Goal of the exercise
Please show every line from the entries that carries the word "wins".

=== Data shown ===

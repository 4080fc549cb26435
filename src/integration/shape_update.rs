//! The per-tick shape update: apply the environment acceleration, integrate
//! the body, spin it, and bounce it off the window walls.

use crate::math::vec2::Vec2;
use crate::objects::body::Body;
use rand::Rng;

/// Angular speed applied to every shape, in radians per second. A gameplay
/// constant, identical for all shapes regardless of mass or size.
pub const DEFAULT_ROT_SPEED: f64 = std::f64::consts::FRAC_PI_4;

/// Returns the constant rotation speed shapes spin at.
pub fn rot_speed() -> f64 {
    DEFAULT_ROT_SPEED
}

/// Advances `body` by `dt` seconds inside the window
/// `[lower_bounds, upper_bounds]`:
///
/// 1. `velocity += net_acceleration * dt` (acceleration before translation,
///    semi-implicit Euler).
/// 2. `body.tick(dt)` moves the polygon by `velocity * dt`.
/// 3. The rotation advances by [`DEFAULT_ROT_SPEED`]` * dt`.
/// 4. The vertices are scanned in storage order for boundary violations.
///    A violating axis reflects that velocity component, scaled by an
///    elasticity drawn uniformly from `[min_elasticity, max_elasticity]`
///    (one independent draw per axis). The x and y checks on a single
///    vertex are independent, so a corner can flip both components in one
///    hit.
///
/// The scan stops at the first vertex that registers a hit. Later
/// out-of-bounds vertices never contribute a bounce in the same tick; this
/// first-hit-wins rule is deliberate gameplay behavior (continuing could
/// reverse the velocity straight back out of the correction). Position is
/// never adjusted, only velocity, so a shape can stay out of bounds until
/// later ticks bring it back.
pub fn shape_update<R: Rng>(
    body: &mut Body,
    dt: f64,
    lower_bounds: Vec2,
    upper_bounds: Vec2,
    net_acceleration: Vec2,
    min_elasticity: f64,
    max_elasticity: f64,
    rng: &mut R,
) {
    let dv = net_acceleration * dt;
    body.set_velocity(body.velocity() + dv);

    body.tick(dt);

    body.set_rotation(body.rotation() + DEFAULT_ROT_SPEED * dt);

    let mut velocity = body.velocity();
    let vertex_count = body.polygon().vertices.len();
    for i in 0..vertex_count {
        let p = body.polygon().vertices[i];
        let mut hit_wall = false;

        // X-axis bounce
        if (p.x <= lower_bounds.x && velocity.x < 0.0)
            || (p.x >= upper_bounds.x && velocity.x > 0.0)
        {
            let elasticity = rng.gen_range(min_elasticity..=max_elasticity);
            velocity.x *= -elasticity;
            body.set_velocity(velocity);
            hit_wall = true;
        }
        // Y-axis bounce
        if (p.y <= lower_bounds.y && velocity.y < 0.0)
            || (p.y >= upper_bounds.y && velocity.y > 0.0)
        {
            let elasticity = rng.gen_range(min_elasticity..=max_elasticity);
            velocity.y *= -elasticity;
            body.set_velocity(velocity);
            hit_wall = true;
        }

        // First hit wins; scanning on could reverse the velocity again.
        if hit_wall {
            break;
        }
    }
}
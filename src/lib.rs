pub mod common;
pub mod integration;
pub mod math;
pub mod objects;
pub mod shapes;

// Re-export key types for easier use
pub use common::{Color, SurfaceInfo};
pub use integration::{rot_speed, shape_update};
pub use math::aabb::Aabb;
pub use math::vec2::Vec2;
pub use objects::body::{Body, Sprite};
pub use shapes::Polygon;
pub mod body;

pub use body::{Body, Sprite};
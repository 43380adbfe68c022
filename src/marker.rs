//! Marker construction: one styled circle per earthquake.

use serde::Serialize;
use tracing::warn;

use crate::config::{InvalidFeaturePolicy, LatLng, TimeDisplay};
use crate::depth::depth_color;
use crate::errors::QuakemapError;
use crate::html;
use crate::models::{EarthquakeFeature, Feature};

/// Circle radius in meters per unit of magnitude.
pub const RADIUS_PER_MAGNITUDE: f64 = 20_000.0;

/// Stroke and opacity shared by every marker.
#[derive(Debug, Clone, Copy, PartialEq, Serialize)]
pub struct MarkerStyle {
    pub stroke_color: &'static str,
    pub stroke_weight: f64,
    pub fill_opacity: f64,
}

pub const MARKER_STYLE: MarkerStyle = MarkerStyle {
    stroke_color: "#000",
    stroke_weight: 0.5,
    fill_opacity: 1.0,
};

/// A renderable circle bound to one earthquake.
#[derive(Debug, Clone, PartialEq, Serialize)]
pub struct Marker {
    #[serde(skip_serializing_if = "Option::is_none")]
    pub id: Option<String>,
    pub position: LatLng,
    /// Meters; negative for negative magnitudes
    pub radius: f64,
    pub fill_color: &'static str,
    #[serde(flatten)]
    pub style: MarkerStyle,
    /// Pre-escaped HTML fragment
    pub popup: String,
}

/// Circle radius for a magnitude. Not clamped.
#[must_use]
pub fn radius_for_magnitude(magnitude: f64) -> f64 {
    magnitude * RADIUS_PER_MAGNITUDE
}

/// Popup body for one earthquake.
#[must_use]
pub fn popup_html(quake: &EarthquakeFeature, time_display: TimeDisplay) -> String {
    format!(
        "<h3>{title}</h3><hr>\
         <p><b>Date:</b> {date}</p>\
         <p><b>Magnitude:</b> {mag}</p>\
         <p><b>Depth:</b> {depth} km</p>",
        title = html::escape(&quake.title),
        date = time_display.format_millis(quake.time_ms),
        mag = quake.magnitude,
        depth = quake.depth_km,
    )
}

impl Marker {
    /// Build the marker for a validated earthquake.
    #[must_use]
    pub fn from_feature(quake: &EarthquakeFeature, time_display: TimeDisplay) -> Self {
        Self {
            id: quake.id.clone(),
            position: LatLng::new(quake.latitude, quake.longitude),
            radius: radius_for_magnitude(quake.magnitude),
            fill_color: depth_color(quake.depth_km),
            style: MARKER_STYLE,
            popup: popup_html(quake, time_display),
        }
    }
}

/// The earthquake overlay: markers in feed order.
#[derive(Debug, Clone, Default, PartialEq, Serialize)]
pub struct MarkerLayer {
    pub markers: Vec<Marker>,
    /// Records dropped by validation
    #[serde(skip)]
    pub skipped: usize,
}

impl MarkerLayer {
    #[must_use]
    pub fn len(&self) -> usize {
        self.markers.len()
    }

    #[must_use]
    pub fn is_empty(&self) -> bool {
        self.markers.is_empty()
    }
}

/// Build one marker per valid feed record.
///
/// # Errors
///
/// With [`InvalidFeaturePolicy::Abort`], returns the first validation error.
pub fn build_markers(
    features: &[Feature],
    policy: InvalidFeaturePolicy,
    time_display: TimeDisplay,
) -> Result<MarkerLayer, QuakemapError> {
    let mut layer = MarkerLayer {
        markers: Vec::with_capacity(features.len()),
        skipped: 0,
    };

    for raw in features {
        match EarthquakeFeature::try_from(raw) {
            Ok(quake) => layer.markers.push(Marker::from_feature(&quake, time_display)),
            Err(e) => match policy {
                InvalidFeaturePolicy::Abort => return Err(e),
                InvalidFeaturePolicy::Skip => {
                    warn!("skipping record: {}", e);
                    layer.skipped += 1;
                }
            },
        }
    }

    Ok(layer)
}

#[cfg(test)]
mod tests {
    use super::*;
    use crate::models::FeatureCollection;
    use crate::models::tests::SAMPLE_FEED;

    fn quake(magnitude: f64, depth_km: f64) -> EarthquakeFeature {
        EarthquakeFeature {
            id: Some("nc0001".into()),
            longitude: -122.4,
            latitude: 37.8,
            depth_km,
            magnitude,
            title: "M 3.2 - Test".into(),
            time_ms: 1_700_000_000_000,
        }
    }

    #[test]
    fn test_radius_is_linear_and_unclamped() {
        assert!((radius_for_magnitude(3.2) - 64_000.0).abs() < 1e-9);
        assert!((radius_for_magnitude(1.0) - 20_000.0).abs() < f64::EPSILON);
        assert!(radius_for_magnitude(0.0).abs() < f64::EPSILON);
        assert!((radius_for_magnitude(-0.5) - (-10_000.0)).abs() < f64::EPSILON);
    }

    #[test]
    fn test_marker_from_feature() {
        let marker = Marker::from_feature(&quake(3.2, 5.0), TimeDisplay::Utc);

        assert_eq!(marker.position, LatLng::new(37.8, -122.4));
        assert!((marker.radius - 64_000.0).abs() < 1e-9);
        assert_eq!(marker.fill_color, "#00ff00");
        assert_eq!(marker.style, MARKER_STYLE);
        assert!(marker.popup.contains("M 3.2 - Test"));
        assert!(marker.popup.contains("<b>Magnitude:</b> 3.2"));
        assert!(marker.popup.contains("5 km"));
        assert!(marker.popup.contains("Tue Nov 14 2023 22:13:20 GMT+0000"));
    }

    #[test]
    fn test_depth_on_threshold_uses_shallower_color() {
        let marker = Marker::from_feature(&quake(4.0, 70.0), TimeDisplay::Utc);
        assert_eq!(marker.fill_color, "#ff8c00");
    }

    #[test]
    fn test_popup_escapes_title() {
        let mut q = quake(2.0, 12.0);
        q.title = "<script>alert(1)</script>".into();
        let popup = popup_html(&q, TimeDisplay::Utc);
        assert!(!popup.contains("<script>"));
        assert!(popup.contains("&lt;script&gt;alert(1)&lt;/script&gt;"));
    }

    #[test]
    fn test_one_marker_per_feature_in_order() {
        let feed = FeatureCollection::from_json(SAMPLE_FEED).unwrap();
        let layer =
            build_markers(&feed.features, InvalidFeaturePolicy::Abort, TimeDisplay::Utc).unwrap();

        assert_eq!(layer.len(), feed.features.len());
        assert_eq!(layer.skipped, 0);
        assert_eq!(layer.markers[0].position, LatLng::new(37.8, -122.4));
        assert_eq!(layer.markers[1].position, LatLng::new(38.3, 142.1));
        assert_eq!(layer.markers[1].fill_color, "#ff8c00");
    }

    #[test]
    fn test_invalid_record_policies() {
        let mut feed = FeatureCollection::from_json(SAMPLE_FEED).unwrap();
        feed.features[0].properties = None;

        let layer =
            build_markers(&feed.features, InvalidFeaturePolicy::Skip, TimeDisplay::Utc).unwrap();
        assert_eq!(layer.len(), 1);
        assert_eq!(layer.skipped, 1);
        assert_eq!(layer.markers[0].id.as_deref(), Some("us0002"));

        let err = build_markers(&feed.features, InvalidFeaturePolicy::Abort, TimeDisplay::Utc)
            .expect_err("abort must fail");
        assert!(matches!(err, QuakemapError::Validation(_)));
    }

    #[test]
    fn test_empty_feed_gives_empty_layer() {
        let layer = build_markers(&[], InvalidFeaturePolicy::Abort, TimeDisplay::Utc).unwrap();
        assert!(layer.is_empty());
    }
}
//! Depth legend control.

use std::fmt::Write as _;

use crate::depth::{LEGEND_THRESHOLDS, depth_color};
use crate::html;
use crate::map::{Control, ControlPosition, MapView};

/// Heading shown above the legend rows.
pub const LEGEND_TITLE: &str = "Earthquake Depth (km)";

/// One swatch and its depth range label.
#[derive(Debug, Clone, PartialEq)]
pub struct LegendRow {
    pub color: &'static str,
    pub label: String,
}

/// A static legend pinned to a corner of the map.
#[derive(Debug, Clone, PartialEq)]
pub struct Legend {
    pub position: ControlPosition,
    pub title: &'static str,
    pub rows: Vec<LegendRow>,
}

impl Legend {
    /// Build the depth legend from consecutive threshold pairs.
    ///
    /// Each swatch samples [`depth_color`] one kilometer inside its band, so
    /// legend and markers always agree.
    #[must_use]
    pub fn depth() -> Self {
        let rows = LEGEND_THRESHOLDS
            .iter()
            .enumerate()
            .map(|(i, &lower)| {
                let label = match LEGEND_THRESHOLDS.get(i + 1) {
                    Some(upper) => format!("{lower}\u{2013}{upper} km"),
                    None => format!("{lower}+ km"),
                };
                LegendRow {
                    color: depth_color(lower + 1.0),
                    label,
                }
            })
            .collect();

        Self {
            position: ControlPosition::BottomRight,
            title: LEGEND_TITLE,
            rows,
        }
    }

    /// Inner HTML of the legend container.
    #[must_use]
    pub fn to_html(&self) -> String {
        let mut out = format!("<h4>{}</h4>", html::escape(self.title));
        for row in &self.rows {
            let _ = write!(
                out,
                "<i style=\"background:{}; width:18px; height:18px; float:left; opacity:0.7;\"></i> {}<br>",
                row.color,
                html::escape(&row.label)
            );
        }
        out
    }
}

/// Attach the depth legend to a map view.
pub fn add_depth_legend(map: &mut MapView) {
    map.add_control(Control::Legend(Legend::depth()));
}
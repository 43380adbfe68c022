//! Map document rendering.
//!
//! Turns a [`MapView`] into a single HTML page that loads Leaflet from a CDN
//! and rebuilds the view client-side from an embedded JSON payload.

use serde::Serialize;

use crate::config::LatLng;
use crate::errors::QuakemapError;
use crate::html;
use crate::map::{Control, MapView};
use crate::marker::Marker;

const LEAFLET_CSS: &str = "https://unpkg.com/leaflet@1.9.4/dist/leaflet.css";
const LEAFLET_JS: &str = "https://unpkg.com/leaflet@1.9.4/dist/leaflet.js";

#[derive(Serialize)]
struct PagePayload<'a> {
    element_id: &'a str,
    center: LatLng,
    zoom: u8,
    tiles: TilesPayload<'a>,
    overlays: Vec<OverlayPayload<'a>>,
    controls: Vec<ControlPayload>,
}

#[derive(Serialize)]
struct TilesPayload<'a> {
    url: &'a str,
    attribution: &'a str,
}

#[derive(Serialize)]
struct OverlayPayload<'a> {
    name: &'a str,
    active: bool,
    markers: &'a [Marker],
}

#[derive(Serialize)]
#[serde(tag = "kind", rename_all = "lowercase")]
enum ControlPayload {
    Layers { position: &'static str },
    Legend { position: &'static str, html: String },
}

impl<'a> From<&'a MapView> for PagePayload<'a> {
    fn from(map: &'a MapView) -> Self {
        Self {
            element_id: &map.element_id,
            center: map.center,
            zoom: map.zoom,
            tiles: TilesPayload {
                url: &map.base.url_template,
                attribution: &map.base.attribution,
            },
            overlays: map
                .overlays
                .iter()
                .map(|o| OverlayPayload {
                    name: &o.name,
                    active: o.active,
                    markers: &o.layer.markers,
                })
                .collect(),
            controls: map
                .controls
                .iter()
                .map(|c| match c {
                    Control::Layers { position } => ControlPayload::Layers {
                        position: position.as_str(),
                    },
                    Control::Legend(legend) => ControlPayload::Legend {
                        position: legend.position.as_str(),
                        html: legend.to_html(),
                    },
                })
                .collect(),
        }
    }
}

/// Render a map view as a standalone HTML document.
///
/// # Errors
///
/// Returns an error if the view cannot be serialized.
pub fn render_document(map: &MapView) -> Result<String, QuakemapError> {
    let payload = serde_json::to_string(&PagePayload::from(map))?;

    Ok(format!(
        r##"<!DOCTYPE html>
<html lang="en">
<head>
  <meta charset="utf-8">
  <meta name="viewport" content="width=device-width, initial-scale=1">
  <title>Earthquake Map</title>
  <link rel="stylesheet" href="{LEAFLET_CSS}" />
  <script src="{LEAFLET_JS}"></script>
  <style>
    html, body, #{element_id} {{ height: 100%; margin: 0; }}
    .info.legend {{
      background: white;
      padding: 6px 8px;
      line-height: 18px;
      color: #555;
      border-radius: 5px;
      box-shadow: 0 0 15px rgba(0, 0, 0, 0.2);
    }}
    .legend h4 {{ margin: 0 0 5px; }}
    .legend i {{ margin-right: 8px; }}
  </style>
</head>
<body>
  <div id="{element_id}"></div>
  <script>
  (function() {{
    var view = {payload};
    var base = L.tileLayer(view.tiles.url, {{ attribution: view.tiles.attribution }});
    var overlays = {{}};
    var active = [base];

    view.overlays.forEach(function(o) {{
      var layer = L.layerGroup(o.markers.map(function(m) {{
        return L.circle([m.position.lat, m.position.lng], {{
          radius: m.radius,
          fillColor: m.fill_color,
          color: m.stroke_color,
          weight: m.stroke_weight,
          fillOpacity: m.fill_opacity
        }}).bindPopup(m.popup);
      }}));
      overlays[o.name] = layer;
      if (o.active) active.push(layer);
    }});

    var map = L.map(view.element_id, {{
      center: [view.center.lat, view.center.lng],
      zoom: view.zoom,
      layers: active
    }});

    view.controls.forEach(function(c) {{
      if (c.kind === 'layers') {{
        L.control.layers(null, overlays, {{ position: c.position }}).addTo(map);
      }} else if (c.kind === 'legend') {{
        var legend = L.control({{ position: c.position }});
        legend.onAdd = function() {{
          var div = L.DomUtil.create('div', 'info legend');
          div.innerHTML = c.html;
          return div;
        }};
        legend.addTo(map);
      }}
    }});
  }})();
  </script>
</body>
</html>
"##,
        element_id = html::escape(&map.element_id),
        payload = html::script_safe_json(&payload),
    ))
}
//! Depth-to-color banding shared by markers and the legend.

/// A depth band: every depth strictly greater than `above_km` (and not
/// claimed by a deeper band) is drawn in `color`.
#[derive(Debug, Clone, Copy, PartialEq)]
pub struct DepthColorBand {
    pub above_km: f64,
    pub color: &'static str,
}

/// Bands in descending threshold order. Must stay sorted.
pub const DEPTH_BANDS: [DepthColorBand; 4] = [
    DepthColorBand { above_km: 70.0, color: "#ff0000" },
    DepthColorBand { above_km: 50.0, color: "#ff8c00" },
    DepthColorBand { above_km: 30.0, color: "#ffd700" },
    DepthColorBand { above_km: 10.0, color: "#9acd32" },
];

/// Color for depths at or below the shallowest threshold.
pub const SHALLOW_COLOR: &str = "#00ff00";

/// Lower bounds of the legend rows, in km.
pub const LEGEND_THRESHOLDS: [f64; 6] = [-10.0, 10.0, 30.0, 50.0, 70.0, 90.0];

/// Fill color for an earthquake at `depth_km`.
///
/// Comparisons are strict, so a depth sitting exactly on a threshold
/// falls into the next shallower band.
#[must_use]
pub fn depth_color(depth_km: f64) -> &'static str {
    DEPTH_BANDS
        .iter()
        .find(|band| depth_km > band.above_km)
        .map_or(SHALLOW_COLOR, |band| band.color)
}

#[cfg(test)]
mod tests {
    use super::*;

    #[test]
    fn test_bands_are_descending() {
        assert!(DEPTH_BANDS.windows(2).all(|w| w[0].above_km > w[1].above_km));
    }

    #[test]
    fn test_depth_color_bands() {
        assert_eq!(depth_color(600.0), "#ff0000");
        assert_eq!(depth_color(70.5), "#ff0000");
        assert_eq!(depth_color(60.0), "#ff8c00");
        assert_eq!(depth_color(40.0), "#ffd700");
        assert_eq!(depth_color(20.0), "#9acd32");
        assert_eq!(depth_color(5.0), "#00ff00");
        assert_eq!(depth_color(-3.2), "#00ff00");
    }

    #[test]
    fn test_threshold_ties_fall_to_shallower_band() {
        assert_eq!(depth_color(70.0), "#ff8c00");
        assert_eq!(depth_color(50.0), "#ffd700");
        assert_eq!(depth_color(30.0), "#9acd32");
        assert_eq!(depth_color(10.0), "#00ff00");
    }
}
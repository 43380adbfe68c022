//! Output writers for a built map.
//!
//! Supports the full HTML document, a human-readable marker listing (with
//! colors), JSON, and NDJSON.

use std::io::{self, Write};

use crate::map::MapView;
use crate::marker::Marker;
use crate::render::render_document;

// ANSI codes
const RESET: &str = "\x1b[0m";
const BOLD: &str = "\x1b[1m";
const DIM: &str = "\x1b[2m";

/// Output format selection.
#[derive(Debug, Clone, Copy, PartialEq, Eq, Default)]
pub enum Format {
    /// Standalone map page (default)
    #[default]
    Html,
    /// Colored marker listing for the terminal
    Human,
    /// JSON array of markers
    Json,
    /// Newline-delimited JSON (one marker per line)
    Ndjson,
}

impl std::str::FromStr for Format {
    type Err = String;

    fn from_str(s: &str) -> Result<Self, Self::Err> {
        match s.to_lowercase().as_str() {
            "html" => Ok(Self::Html),
            "human" => Ok(Self::Human),
            "json" => Ok(Self::Json),
            "ndjson" => Ok(Self::Ndjson),
            _ => Err(format!(
                "unknown format: {s} (expected: html, human, json, ndjson)"
            )),
        }
    }
}

/// Truecolor foreground escape for a `#rrggbb` or `#rgb` color.
fn ansi_fg(hex: &str) -> String {
    let digits = hex.trim_start_matches('#');
    let expanded: String = if digits.len() == 3 {
        digits.chars().flat_map(|c| [c, c]).collect()
    } else {
        digits.to_string()
    };

    let channel = |i: usize| {
        expanded
            .get(i..i + 2)
            .and_then(|h| u8::from_str_radix(h, 16).ok())
            .unwrap_or(255)
    };
    format!("\x1b[38;2;{};{};{}m", channel(0), channel(2), channel(4))
}

fn markers(map: &MapView) -> impl Iterator<Item = &Marker> {
    map.overlays.iter().flat_map(|o| o.layer.markers.iter())
}

/// Write markers as colored terminal lines.
///
/// # Errors
///
/// Returns an error if writing fails.
pub fn write_human<W: Write>(writer: &mut W, map: &MapView) -> io::Result<()> {
    for marker in markers(map) {
        let color = ansi_fg(marker.fill_color);
        let id = marker.id.as_deref().unwrap_or("-");
        writeln!(
            writer,
            "{color}●{RESET} {BOLD}{id:12}{RESET} │ \
             {lat:>8.3}, {lng:>9.3} │ \
             {DIM}r={radius:>7.0}m{RESET} │ \
             {color}{fill}{RESET}",
            lat = marker.position.lat,
            lng = marker.position.lng,
            radius = marker.radius,
            fill = marker.fill_color,
        )?;
    }
    Ok(())
}

/// Write markers as a JSON array.
///
/// # Errors
///
/// Returns an error if serialization or writing fails.
pub fn write_json<W: Write>(writer: &mut W, map: &MapView) -> io::Result<()> {
    let all: Vec<&Marker> = markers(map).collect();
    let json = serde_json::to_string_pretty(&all)
        .map_err(|e| io::Error::new(io::ErrorKind::InvalidData, e))?;
    writeln!(writer, "{json}")
}

/// Write markers as newline-delimited JSON.
///
/// # Errors
///
/// Returns an error if serialization or writing fails.
pub fn write_ndjson<W: Write>(writer: &mut W, map: &MapView) -> io::Result<()> {
    for marker in markers(map) {
        let json = serde_json::to_string(marker)
            .map_err(|e| io::Error::new(io::ErrorKind::InvalidData, e))?;
        writeln!(writer, "{json}")?;
    }
    Ok(())
}

/// Write the map page.
///
/// # Errors
///
/// Returns an error if rendering or writing fails.
pub fn write_html<W: Write>(writer: &mut W, map: &MapView) -> io::Result<()> {
    let doc = render_document(map).map_err(|e| io::Error::new(io::ErrorKind::InvalidData, e))?;
    writer.write_all(doc.as_bytes())
}

/// Write a map in the specified format.
///
/// # Errors
///
/// Returns an error if writing fails.
pub fn write_map<W: Write>(writer: &mut W, map: &MapView, format: Format) -> io::Result<()> {
    match format {
        Format::Html => write_html(writer, map),
        Format::Human => write_human(writer, map),
        Format::Json => write_json(writer, map),
        Format::Ndjson => write_ndjson(writer, map),
    }
}

#[cfg(test)]
mod tests {
    use super::*;
    use crate::config::{LatLng, TimeDisplay};
    use crate::map::{DEFAULT_CENTER, DEFAULT_ZOOM, earthquake_map};
    use crate::marker::MarkerLayer;
    use crate::models::EarthquakeFeature;

    fn map_with(depths: &[f64]) -> MapView {
        let markers = depths
            .iter()
            .enumerate()
            .map(|(i, &depth_km)| {
                let quake = EarthquakeFeature {
                    id: Some(format!("ev{i}")),
                    longitude: -120.0,
                    latitude: 36.0,
                    depth_km,
                    magnitude: 2.0,
                    title: format!("M 2.0 - event {i}"),
                    time_ms: 1_700_000_000_000,
                };
                Marker::from_feature(&quake, TimeDisplay::Utc)
            })
            .collect();
        earthquake_map(
            MarkerLayer { markers, skipped: 0 },
            DEFAULT_CENTER,
            DEFAULT_ZOOM,
        )
    }

    #[test]
    fn test_format_parse() {
        assert_eq!("html".parse::<Format>().unwrap(), Format::Html);
        assert_eq!("human".parse::<Format>().unwrap(), Format::Human);
        assert_eq!("json".parse::<Format>().unwrap(), Format::Json);
        assert_eq!("ndjson".parse::<Format>().unwrap(), Format::Ndjson);
        assert!("invalid".parse::<Format>().is_err());
    }

    #[test]
    fn test_ansi_fg() {
        assert_eq!(ansi_fg("#ff8c00"), "\x1b[38;2;255;140;0m");
        assert_eq!(ansi_fg("#000"), "\x1b[38;2;0;0;0m");
    }

    #[test]
    fn test_ndjson_one_line_per_marker() {
        let mut buf = Vec::new();
        write_map(&mut buf, &map_with(&[5.0, 80.0, 40.0]), Format::Ndjson).unwrap();
        let text = String::from_utf8(buf).unwrap();

        let lines: Vec<&str> = text.lines().collect();
        assert_eq!(lines.len(), 3);
        let second: serde_json::Value = serde_json::from_str(lines[1]).unwrap();
        assert_eq!(second["id"], "ev1");
        assert_eq!(second["fill_color"], "#ff0000");
    }

    #[test]
    fn test_json_array() {
        let mut buf = Vec::new();
        write_map(&mut buf, &map_with(&[5.0, 20.0]), Format::Json).unwrap();
        let value: serde_json::Value = serde_json::from_slice(&buf).unwrap();
        assert_eq!(value.as_array().map(Vec::len), Some(2));
        assert_eq!(value[1]["fill_color"], "#9acd32");
    }

    #[test]
    fn test_human_lists_every_marker() {
        let mut buf = Vec::new();
        write_map(&mut buf, &map_with(&[5.0, 60.0]), Format::Human).unwrap();
        let text = String::from_utf8(buf).unwrap();
        assert_eq!(text.lines().count(), 2);
        assert!(text.contains("ev0"));
        assert!(text.contains("#ff8c00"));
    }

    #[test]
    fn test_html_document() {
        let mut buf = Vec::new();
        let map = map_with(&[]);
        write_map(&mut buf, &map, Format::Html).unwrap();
        let text = String::from_utf8(buf).unwrap();
        assert!(text.starts_with("<!DOCTYPE html>"));
        assert_eq!(map.center, LatLng::new(38.5, -96.5));
    }
}
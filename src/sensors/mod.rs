pub mod service;

pub use service::IngestionService;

===

Response to the task
/// first-hit-wins rule is deliberate gameplay behavior (continuing could
        // First hit wins; scanning on could reverse the velocity again.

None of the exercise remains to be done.